Specifically, what do you (or did you) find hard about using Opaleye and
what did you dislike about it? If you tried it and gave up, what was the
major sticking point?

I dislike the whole `Default` type class stuff and have a very hard time reasoning about what is going on behind it. I understand it's basically creating "n-ary structures" (the description is as vague as my understanding), but I still struggle with it. My preference here is specific type classes for the operations that need constraints on what a table is (which could be derived generically on base data types).

Worse, the lack of type inference on left joins is an absolute killer. Knowing that my application will ultimately need a left join at some point makes me very uneasy about introducing Opaleye, because I just know how frustrating it's going to be when I get to that point.

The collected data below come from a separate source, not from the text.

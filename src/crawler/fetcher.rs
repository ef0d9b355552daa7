//! HTTP fetcher implementation
//!
//! This module handles all page requests, including:
//! - Building HTTP clients with proper user agent strings
//! - GET requests in strict mode (non-2xx is an error)
//! - Fixed-delay retry for any failed attempt

use crate::config::Config;
use crate::GleanError;
use reqwest::header::CONTENT_TYPE;
use reqwest::Client;
use std::time::Duration;
use url::Url;

/// Raw response of a successful fetch
#[derive(Debug, Clone)]
pub struct FetchResult {
    /// HTTP status code
    pub status_code: u16,
    /// Page body bytes
    pub body: Vec<u8>,
    /// Final URL after redirects
    pub final_url: String,
    /// Content-Type header value, if any
    pub content_type: Option<String>,
}

/// Builds an HTTP client with proper configuration
///
/// # Example
///
/// ```
/// use gleaner::config::Config;
/// use gleaner::crawler::build_http_client;
///
/// let client = build_http_client(&Config::default()).unwrap();
/// ```
pub fn build_http_client(config: &Config) -> Result<Client, reqwest::Error> {
    Client::builder()
        .user_agent(config.user_agent.header_value())
        .timeout(Duration::from_secs(config.fetch.timeout_secs))
        .connect_timeout(Duration::from_secs(config.fetch.connect_timeout_secs))
        .gzip(true)
        .brotli(true)
        .build()
}

/// GET with bounded, fixed-delay retry
#[derive(Debug, Clone)]
pub struct Fetcher {
    client: Client,
    retry_delay: Duration,
}

impl Fetcher {
    /// Creates a fetcher that waits `retry_delay` between attempts
    pub fn new(client: Client, retry_delay: Duration) -> Self {
        Self {
            client,
            retry_delay,
        }
    }

    /// Fetches `url`, retrying up to `max_retries` times
    ///
    /// # Retry Logic
    ///
    /// | Condition | Action |
    /// |-----------|--------|
    /// | 2xx | Return the response |
    /// | Non-2xx status | Retry after the fixed delay |
    /// | Timeout, connection or body read error | Retry after the fixed delay |
    /// | Retries exhausted | `GleanError::Network` |
    ///
    /// At most `max_retries + 1` requests are sent.
    pub async fn get(&self, url: &Url, max_retries: u32) -> Result<FetchResult, GleanError> {
        let mut retries_left = max_retries;
        let mut attempts = 0;

        loop {
            attempts += 1;
            tracing::debug!("GET {} (attempt {})", url, attempts);

            match self.attempt(url).await {
                Ok(result) => return Ok(result),
                Err(e) if retries_left > 0 => {
                    tracing::warn!(
                        "Request to {} failed: {}; retrying in {:?} ({} left)",
                        url,
                        e,
                        self.retry_delay,
                        retries_left
                    );
                    retries_left -= 1;
                    tokio::time::sleep(self.retry_delay).await;
                }
                Err(e) => {
                    tracing::error!("Request to {} failed after {} attempt(s): {}", url, attempts, e);
                    return Err(GleanError::Network {
                        url: url.to_string(),
                        attempts,
                        source: e,
                    });
                }
            }
        }
    }

    /// Sends a single GET and reads the whole body
    async fn attempt(&self, url: &Url) -> Result<FetchResult, reqwest::Error> {
        let response = self.client.get(url.clone()).send().await?.error_for_status()?;

        let status_code = response.status().as_u16();
        let final_url = response.url().to_string();
        let content_type = response
            .headers()
            .get(CONTENT_TYPE)
            .and_then(|v| v.to_str().ok())
            .map(str::to_string);

        let body = response.bytes().await?.to_vec();

        Ok(FetchResult {
            status_code,
            body,
            final_url,
            content_type,
        })
    }
}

I dislike the need for arrows (and lets be honest, it really is a need - using just functor/applicative/category leads to even less readable code), but as we both know - no one has found a viable alternative yet.
 
I'm already aware that many people dislike the boilerplate involved in
defining your tables and types, and the polymorphic products are
particularly uncomfortable for some. You don't need to mention these issues
unless you particularly want to!

I do want to, because they prevent me from using the library as is. Instead, I use it as an implementation layer and have to roll my own API on top. 

I hope this is constructive, I don't intend this to be just a rant. I am still using Opaleye, in spite of these issues!